**Try it**
Find every line below with "exactly" in it and give only how many there are.

[Records from a collection]
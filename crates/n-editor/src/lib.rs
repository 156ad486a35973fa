//! # n-editor: outline core for n-outline
//!
//! Everything the outliner does that doesn't need a terminal:
//!
//! - **[`item`]**: `ListItem`, one piece of (possibly multi-line) text at a level
//! - **[`numbering`]**: section numbers ("2.1.3") from a sequence of levels
//! - **[`list`]**: `ListManager`, the ordered outline and its structural edits
//! - **[`persist`]**: the indented flat-file format, load and save
//! - **[`mode`]**: Normal / Insert, plus two reserved modes
//! - **[`key`]**: the small key vocabulary dispatch understands
//! - **[`session`]**: outline + mode + cursor + scroll, one value
//! - **[`dispatch`]**: the modal state machine, key in, effects out
//! - **[`projection`]**: rows and cursor for a renderer to paint
//! - **[`options`]**: startup tunables
//! - **[`error`]**: I/O errors from load and save
//!
//! The front end (n-outline's binary) owns the terminal, turns raw input into
//! [`key::Key`]s, feeds them to [`dispatch::dispatch`], acts on the returned
//! effects, and paints [`Session::project`](session::Session::project).

pub mod dispatch;
pub mod error;
pub mod item;
pub mod key;
pub mod list;
pub mod mode;
pub mod numbering;
pub mod options;
pub mod persist;
pub mod projection;
pub mod session;

pub use error::{OutlineError, Result};
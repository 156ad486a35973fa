//! Vim-style modes for the outliner.
//!
//! The session is always in exactly one [`Mode`]:
//!
//! | Mode    | Cursor shape | Purpose                                  |
//! |---------|--------------|------------------------------------------|
//! | Normal  | Block        | Move between items, structural commands  |
//! | Insert  | Bar          | Typing into the focused item             |
//! | Visual  | Block        | Reserved; Esc returns to Normal          |
//! | Command | Bar          | Reserved; Esc returns to Normal          |

use std::fmt;

// ---------------------------------------------------------------------------
// Mode
// ---------------------------------------------------------------------------

/// The current editing mode.
///
/// Pure data: which mode we're in, not how keys are handled. Dispatch lives
/// in [`dispatch`](crate::dispatch).
#[derive(Debug, Default, Clone, Copy, PartialEq, Eq, Hash)]
pub enum Mode {
    /// Keys are commands.
    #[default]
    Normal,
    /// Keys edit the focused item's text.
    Insert,
    /// Declared for future selection support. Nothing enters it yet.
    Visual,
    /// Declared for a future `:` prompt. Nothing enters it yet.
    Command,
}

impl Mode {
    /// Name for the status line.
    #[must_use]
    pub const fn display_name(self) -> &'static str {
        match self {
            Self::Normal => "NORMAL",
            Self::Insert => "INSERT",
            Self::Visual => "VISUAL",
            Self::Command => "COMMAND",
        }
    }

    /// The terminal cursor shape for this mode.
    #[must_use]
    pub const fn cursor_shape(self) -> CursorShape {
        match self {
            Self::Normal | Self::Visual => CursorShape::SteadyBlock,
            Self::Insert | Self::Command => CursorShape::SteadyBar,
        }
    }

    /// True when keys insert text.
    #[inline]
    #[must_use]
    pub const fn is_input(self) -> bool {
        matches!(self, Self::Insert)
    }

    /// True for the declared-but-unused modes.
    #[inline]
    #[must_use]
    pub const fn is_reserved(self) -> bool {
        matches!(self, Self::Visual | Self::Command)
    }

    /// One-line key summary shown above the status line.
    #[must_use]
    pub const fn help_line(self) -> &'static str {
        match self {
            Self::Normal => {
                " i:insert | o:new below | O:new above | dd:delete | s:save | q:quit | \
                 j/↓:down | k/↑:up | >:indent | <:outdent"
            }
            Self::Insert => {
                " ESC:normal | Enter×2:new item | Tab:indent | Shift+Tab:outdent | \
                 Enter:line break | ←→:move | Backspace/Del:edit"
            }
            Self::Visual | Self::Command => " ESC:normal",
        }
    }
}

impl fmt::Display for Mode {
    fn fmt(&self, f: &mut fmt::Formatter<'_>) -> fmt::Result {
        f.write_str(self.display_name())
    }
}

// ---------------------------------------------------------------------------
// CursorShape
// ---------------------------------------------------------------------------

/// Cursor shape for terminal display.
///
/// Mirrors `n_term::ansi::CursorShape` so the core stays independent of the
/// terminal crate; the front end maps one onto the other.
#[derive(Debug, Clone, Copy, PartialEq, Eq, Hash)]
pub enum CursorShape {
    /// `█`, a solid block.
    SteadyBlock,
    /// `▏`, a thin vertical bar.
    SteadyBar,
}

// ---------------------------------------------------------------------------
// Tests
// ---------------------------------------------------------------------------

#[cfg(test)]
mod tests {
    use super::*;

    #[test]
    fn mode_display_names() {
        assert_eq!(Mode::Normal.display_name(), "NORMAL");
        assert_eq!(Mode::Insert.display_name(), "INSERT");
        assert_eq!(Mode::Visual.display_name(), "VISUAL");
        assert_eq!(Mode::Command.display_name(), "COMMAND");
        assert_eq!(format!("{}", Mode::Insert), "INSERT");
    }

    #[test]
    fn cursor_shapes() {
        assert_eq!(Mode::Normal.cursor_shape(), CursorShape::SteadyBlock);
        assert_eq!(Mode::Insert.cursor_shape(), CursorShape::SteadyBar);
        assert_eq!(Mode::Visual.cursor_shape(), CursorShape::SteadyBlock);
        assert_eq!(Mode::Command.cursor_shape(), CursorShape::SteadyBar);
    }

    #[test]
    fn only_insert_is_input() {
        assert!(Mode::Insert.is_input());
        assert!(!Mode::Normal.is_input());
        assert!(!Mode::Command.is_input());
    }

    #[test]
    fn reserved_modes() {
        assert!(Mode::Visual.is_reserved());
        assert!(Mode::Command.is_reserved());
        assert!(!Mode::Normal.is_reserved());
        assert!(!Mode::Insert.is_reserved());
    }

    #[test]
    fn help_lines_mention_their_keys() {
        assert!(Mode::Normal.help_line().contains("dd:delete"));
        assert!(Mode::Insert.help_line().contains("Enter×2:new item"));
    }

    #[test]
    fn default_is_normal() {
        assert_eq!(Mode::default(), Mode::Normal);
    }
}
//! Outline numbering.
//!
//! The outline is a flat sequence of levels; section numbers fall out of a
//! single scan with one counter per level:
//!
//! ```text
//! levels   0    1      1      0    1      2
//! numbers  1    1.1    1.2    2    2.1    2.1.1
//! ```
//!
//! For an item at level `L`, every counter deeper than `L` is reset, counter
//! `L` is bumped, and the number is counters `0..=L` joined with dots. A level
//! that jumps more than one step deeper than its predecessor yields zero
//! components in between (`0` followed by `2` gives `"2.0.1"`), exactly what
//! the scan produces.

use std::fmt::Write;

/// Deepest allowed level. Level 0 is the top.
pub const MAX_LEVEL: usize = 10;

/// Number of per-level counters.
pub const LEVEL_COUNT: usize = MAX_LEVEL + 1;

/// Clamp a level into `0..=MAX_LEVEL`.
#[inline]
#[must_use]
pub const fn clamp_level(level: usize) -> usize {
    if level > MAX_LEVEL { MAX_LEVEL } else { level }
}

/// Compute section numbers for a sequence of levels.
///
/// Levels above [`MAX_LEVEL`] are treated as `MAX_LEVEL`.
#[must_use]
pub fn renumber(levels: &[usize]) -> Vec<String> {
    let mut counters = [0usize; LEVEL_COUNT];
    levels
        .iter()
        .map(|&level| {
            let level = clamp_level(level);
            counters[level + 1..].fill(0);
            counters[level] += 1;
            join(&counters[..=level])
        })
        .collect()
}

fn join(parts: &[usize]) -> String {
    let mut out = String::with_capacity(parts.len() * 2);
    for (i, n) in parts.iter().enumerate() {
        if i > 0 {
            out.push('.');
        }
        let _ = write!(out, "{n}");
    }
    out
}

// ---------------------------------------------------------------------------
// Tests
// ---------------------------------------------------------------------------

#[cfg(test)]
mod tests {
    use super::*;
    use pretty_assertions::assert_eq;
    use proptest::prelude::*;

    fn numbers(levels: &[usize]) -> Vec<String> {
        renumber(levels)
    }

    // -- Fixed sequences ----------------------------------------------------

    #[test]
    fn empty_sequence() {
        assert!(numbers(&[]).is_empty());
    }

    #[test]
    fn flat_list() {
        assert_eq!(numbers(&[0, 0, 0]), vec!["1", "2", "3"]);
    }

    #[test]
    fn two_level_outline() {
        assert_eq!(
            numbers(&[0, 1, 1, 0, 1]),
            vec!["1", "1.1", "1.2", "2", "2.1"]
        );
    }

    #[test]
    fn deeper_counters_reset_on_shallower_item() {
        assert_eq!(
            numbers(&[0, 1, 2, 2, 1, 2]),
            vec!["1", "1.1", "1.1.1", "1.1.2", "1.2", "1.2.1"]
        );
    }

    #[test]
    fn skipped_level_yields_zero_component() {
        assert_eq!(numbers(&[0, 2]), vec!["1", "1.0.1"]);
    }

    #[test]
    fn leading_nested_item() {
        assert_eq!(numbers(&[1, 1, 0]), vec!["0.1", "0.2", "1"]);
    }

    #[test]
    fn max_level_item() {
        let got = numbers(&[MAX_LEVEL]);
        assert_eq!(got[0], "0.0.0.0.0.0.0.0.0.0.1");
    }

    #[test]
    fn over_deep_level_is_clamped() {
        assert_eq!(numbers(&[MAX_LEVEL + 3]), numbers(&[MAX_LEVEL]));
    }

    #[test]
    fn clamp_level_bounds() {
        assert_eq!(clamp_level(0), 0);
        assert_eq!(clamp_level(MAX_LEVEL), MAX_LEVEL);
        assert_eq!(clamp_level(usize::MAX), MAX_LEVEL);
    }

    // -- Properties ---------------------------------------------------------

    proptest! {
        #[test]
        fn component_count_is_level_plus_one(levels in prop::collection::vec(0..=MAX_LEVEL, 0..64)) {
            let got = renumber(&levels);
            prop_assert_eq!(got.len(), levels.len());
            for (number, level) in got.iter().zip(&levels) {
                prop_assert_eq!(number.split('.').count(), level + 1);
            }
        }

        #[test]
        fn last_component_counts_siblings(levels in prop::collection::vec(0..=MAX_LEVEL, 1..64)) {
            let got = renumber(&levels);
            for (i, &level) in levels.iter().enumerate() {
                // Items at this level since the last shallower item, inclusive.
                let run = levels[..=i]
                    .iter()
                    .rev()
                    .take_while(|&&l| l >= level)
                    .filter(|&&l| l == level)
                    .count();
                let last: usize = got[i].rsplit('.').next().unwrap().parse().unwrap();
                prop_assert_eq!(last, run);
            }
        }
    }
}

**Result of the task**
2